* _REQUIRED WORK_: Work through the material below and count the lines holding the word "memes"; give that count and nothing more.
============
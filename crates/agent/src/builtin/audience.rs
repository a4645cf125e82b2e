use serde_json::{json, Value};
use tracing::info;

use super::{arg, belief_arg, register, require, task, token, TaskRequest};
use crate::belief::BeliefStore;
use crate::desire::DesireSet;
use crate::directory::Role;
use crate::error::SenseError;
use crate::execution::{ExecContext, HandlerRegistry, StepOutcome};
use crate::message::{ontology, Message, Performative};
use crate::plan::{Plan, PlanLibrary};
use crate::predicate::{goal, GoalPredicate};
use crate::sense::{SenseContext, SenseRule, SenseTable};

const UNKNOWN: &str = "unknown";

pub fn plans() -> PlanLibrary {
    PlanLibrary::new()
        .with_plan(
            Plan::new("GenerateAudienceInsightsPlan", "generate_audience_insights").with_steps([
                "analyze_video_potential",
                "consult_beliefs",
                "formulate_insights",
                "send_insights_to_creator",
            ]),
        )
        .with_plan(
            Plan::new("AnalyzeEngagementTrendsPlan", "analyze_engagement_trends").with_steps([
                "collect_recent_engagement_data",
                "identify_trends",
                "update_beliefs_with_trends",
            ]),
        )
        .with_plan(
            Plan::new(
                "PredictFutureContentPreferencesPlan",
                "predict_future_content_preferences",
            )
            .with_steps([
                "analyze_historical_data",
                "apply_prediction_model",
                "update_beliefs_with_predictions",
            ]),
        )
        .with_plan(
            Plan::new(
                "EvaluateContentStylesPlan",
                "evaluate_effectiveness_of_content_styles",
            )
            .with_steps([
                "gather_style_performance_data",
                "analyze_effectiveness",
                "record_style_evaluation",
            ]),
        )
        .with_plan(
            Plan::new(
                "IdentifyInfluentialSegmentsPlan",
                "identify_influential_audience_segments",
            )
            .with_steps([
                "collect_audience_interaction_data",
                "identify_key_segments",
                "update_beliefs_with_segments",
            ]),
        )
        .with_plan(
            Plan::new("TrackEmergingTrendsPlan", "track_emerging_trends").with_steps([
                "monitor_new_content",
                "identify_new_trends",
                "update_beliefs_with_emerging_trends",
            ]),
        )
}

pub fn handlers() -> HandlerRegistry {
    let mut registry = HandlerRegistry::new();
    register(&mut registry, "generate_audience_insights", generate_audience_insights);
    register(&mut registry, "analyze_engagement_trends", analyze_engagement_trends);
    register(
        &mut registry,
        "predict_future_content_preferences",
        predict_future_content_preferences,
    );
    register(
        &mut registry,
        "evaluate_effectiveness_of_content_styles",
        evaluate_content_styles,
    );
    register(
        &mut registry,
        "identify_influential_audience_segments",
        identify_influential_segments,
    );
    register(&mut registry, "track_emerging_trends", track_emerging_trends);
    registry
}

pub fn sense() -> SenseTable {
    SenseTable::new().with_rule(SenseRule::new(
        "task",
        Performative::Request,
        ontology::TASK_REQUEST,
        on_task,
    ))
}

pub fn seed(beliefs: &mut BeliefStore, desires: &mut DesireSet) {
    for fact in [
        "audience_demographics(tiktok, genz)",
        "audience_demographics(instagram, millennials_genz)",
        "audience_demographics(youtube, general)",
        "audience_content_preferences(genz, tiktok, [dance, challenges, memes])",
        "audience_content_preferences(millennials_genz, instagram, [lifestyle, aesthetics, stories])",
        "audience_content_preferences(general, youtube, [educational, vlogs, tutorials])",
        "audience_engagement_patterns(genz, tiktok, short_attention_span)",
        "audience_engagement_patterns(general, youtube, longer_watch_time)",
        "audience_trending_topics(tiktok, ['music_challenges', 'viral_dances'])",
        "audience_trending_topics(youtube, ['tech_reviews', 'travel_vlogs'])",
        "audience_trending_topics(instagram, ['fashion_trends', 'wellness_tips'])",
    ] {
        beliefs.add(fact);
    }

    desires.add("analyze_engagement_trends(tiktok, genz)", 0.8);
    desires.add("predict_future_content_preferences(youtube, general)", 0.7);
    desires.add(
        "evaluate_effectiveness_of_content_styles(instagram, millennials_genz)",
        0.6,
    );
    desires.add("identify_influential_audience_segments(tiktok)", 0.9);
    desires.add("track_emerging_trends(youtube)", 0.85);
}

/// Insight table keyed by audience and goal. Unknown pairs get `{}`.
pub fn insights_for(audience: &str, purpose: &str) -> Value {
    match (audience, purpose) {
        ("genz", "virality") => json!({
            "engagement_pattern": "short_attention_span",
            "preferred_content": ["dance", "challenges", "memes"],
        }),
        ("general", "retention") => json!({
            "engagement_pattern": "longer_watch_time",
            "preferred_content": ["educational", "vlogs", "tutorials"],
        }),
        ("millennials_genz", "branding") => json!({
            "engagement_pattern": "visual_engagement",
            "preferred_content": ["lifestyle", "aesthetics", "stories"],
        }),
        _ => json!({}),
    }
}

fn generate_audience_insights(
    g: &GoalPredicate,
    ctx: &mut ExecContext<'_>,
) -> Result<StepOutcome, String> {
    let video = arg(g, 0)?;
    let audience = arg(g, 1)?;
    let purpose = arg(g, 2)?;

    let to = ctx.address(Role::Creator);
    ctx.send(
        Message::new(to, Performative::Inform, ontology::VIDEO_ANALYSIS)
            .with_thread(format!("insights-{video}"))
            .with_json(&json!({
                "type": "insights",
                "video_id": video,
                "audience": audience,
                "goal": purpose,
                "insights": insights_for(audience, purpose),
            })),
    );
    info!(agent_id = %ctx.agent, video, audience, goal = purpose, "Sent audience insights");
    Ok(StepOutcome::Achieved)
}

fn analyze_engagement_trends(
    g: &GoalPredicate,
    ctx: &mut ExecContext<'_>,
) -> Result<StepOutcome, String> {
    let platform = arg(g, 0)?;
    let audience = arg(g, 1)?;
    let pattern = belief_arg(ctx.beliefs, "audience_engagement_patterns", &[audience, platform])
        .unwrap_or_else(|| UNKNOWN.to_string());
    ctx.beliefs.add(goal(
        "engagement_trends_analyzed",
        [platform, audience, pattern.as_str()],
    ));
    Ok(StepOutcome::Achieved)
}

fn predict_future_content_preferences(
    g: &GoalPredicate,
    ctx: &mut ExecContext<'_>,
) -> Result<StepOutcome, String> {
    let platform = arg(g, 0)?;
    let audience = arg(g, 1)?;
    let preferences =
        belief_arg(ctx.beliefs, "audience_content_preferences", &[audience, platform])
            .unwrap_or_else(|| "[]".to_string());
    ctx.beliefs.add(goal(
        "predicted_content_preferences",
        [platform, audience, preferences.as_str()],
    ));
    Ok(StepOutcome::Achieved)
}

fn evaluate_content_styles(
    g: &GoalPredicate,
    ctx: &mut ExecContext<'_>,
) -> Result<StepOutcome, String> {
    let platform = arg(g, 0)?;
    let audience = arg(g, 1)?;
    let effective = belief_arg(ctx.beliefs, "audience_content_preferences", &[audience, platform])
        .map_or("low", |_| "high");
    ctx.beliefs.add(goal(
        "content_styles_evaluated",
        [platform, audience, effective],
    ));
    Ok(StepOutcome::Achieved)
}

fn identify_influential_segments(
    g: &GoalPredicate,
    ctx: &mut ExecContext<'_>,
) -> Result<StepOutcome, String> {
    let platform = arg(g, 0)?;
    let segment = belief_arg(ctx.beliefs, "audience_demographics", &[platform])
        .unwrap_or_else(|| UNKNOWN.to_string());
    ctx.beliefs
        .add(goal("influential_segment", [platform, segment.as_str()]));
    Ok(StepOutcome::Achieved)
}

fn track_emerging_trends(
    g: &GoalPredicate,
    ctx: &mut ExecContext<'_>,
) -> Result<StepOutcome, String> {
    let platform = arg(g, 0)?;
    let topics = belief_arg(ctx.beliefs, "audience_trending_topics", &[platform])
        .unwrap_or_else(|| "[]".to_string());
    ctx.beliefs
        .add(goal("emerging_trends", [platform, topics.as_str()]));
    Ok(StepOutcome::Achieved)
}

fn on_task(msg: &Message, ctx: &mut SenseContext<'_>) -> Result<(), SenseError> {
    let request: TaskRequest = msg.json_body()?;
    if request.task != task::GET_INSIGHTS {
        return Err(SenseError::UnknownTask(request.task));
    }

    let video = token(&request.video_id, "video_id")?;
    let audience = require(&request.audience, "audience")?;
    let purpose = require(&request.goal, "goal")?;
    ctx.desires
        .add(goal("generate_audience_insights", [video, audience, purpose]), 1.0);
    Ok(())
}

#[cfg(test)]
mod tests {
    use super::*;
    use crate::analysis::RandomAnalyzer;
    use crate::deliberation::deliberate;
    use crate::directory::Directory;
    use crate::execution::{execute, Tuning};
    use crate::intention::IntentionTable;
    use crate::plan::MatchMode;
    use crate::types::AgentId;
    use rand::rngs::StdRng;
    use rand::SeedableRng;

    #[test]
    fn test_seed_goals_all_complete() {
        let agent = AgentId::new("audience");
        let directory = Directory::default();
        let tuning = Tuning::default();
        let analyzer = RandomAnalyzer::new(0);
        let mut rng = StdRng::seed_from_u64(0);
        let mut beliefs = BeliefStore::new();
        let mut desires = DesireSet::new();
        let mut intentions = IntentionTable::new();
        seed(&mut beliefs, &mut desires);

        let formed = deliberate(&agent, &mut desires, &mut intentions, &plans(), MatchMode::Structured);
        assert_eq!(formed.formed.len(), 5);
        // Highest priority first.
        assert_eq!(formed.formed[0], "identify_influential_audience_segments(tiktok)");

        let handlers = handlers();
        let mut ctx = ExecContext::new(
            &agent,
            &mut beliefs,
            &mut desires,
            &directory,
            &tuning,
            &analyzer,
            &mut rng,
        );
        let report = execute(&mut intentions, &handlers, &mut ctx);
        assert_eq!(report.achieved.len(), 5);
        assert!(intentions.is_empty());

        assert!(beliefs.has("influential_segment(tiktok, genz)"));
        assert!(beliefs.has("engagement_trends_analyzed(tiktok, genz, short_attention_span)"));
        assert!(beliefs.has("predicted_content_preferences(youtube, general, [educational, vlogs, tutorials])"));
        assert!(beliefs.has("content_styles_evaluated(instagram, millennials_genz, high)"));
        assert!(beliefs.has("emerging_trends(youtube, ['tech_reviews', 'travel_vlogs'])"));
    }

    #[test]
    fn test_insight_table() {
        assert_eq!(insights_for("genz", "virality")["engagement_pattern"], "short_attention_span");
        assert_eq!(
            insights_for("millennials_genz", "branding")["engagement_pattern"],
            "visual_engagement"
        );
        assert_eq!(insights_for("boomers", "virality"), json!({}));
    }

    #[test]
    fn test_get_insights_task() {
        let agent = AgentId::new("audience");
        let directory = Directory::default();
        let mut beliefs = BeliefStore::new();
        let mut desires = DesireSet::new();
        let msg = Message::new(agent.clone(), Performative::Request, ontology::TASK_REQUEST)
            .with_json(
                &TaskRequest::new(task::GET_INSIGHTS, "dance_video_01")
                    .with_audience("genz")
                    .with_goal("virality"),
            );
        let mut ctx = SenseContext {
            agent: &agent,
            beliefs: &mut beliefs,
            desires: &mut desires,
            directory: &directory,
        };
        assert!(on_task(&msg, &mut ctx).is_ok());
        assert!(desires.contains("generate_audience_insights(dance_video_01, genz, virality)"));
    }
}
============
* _ANSWER SPACE_: 2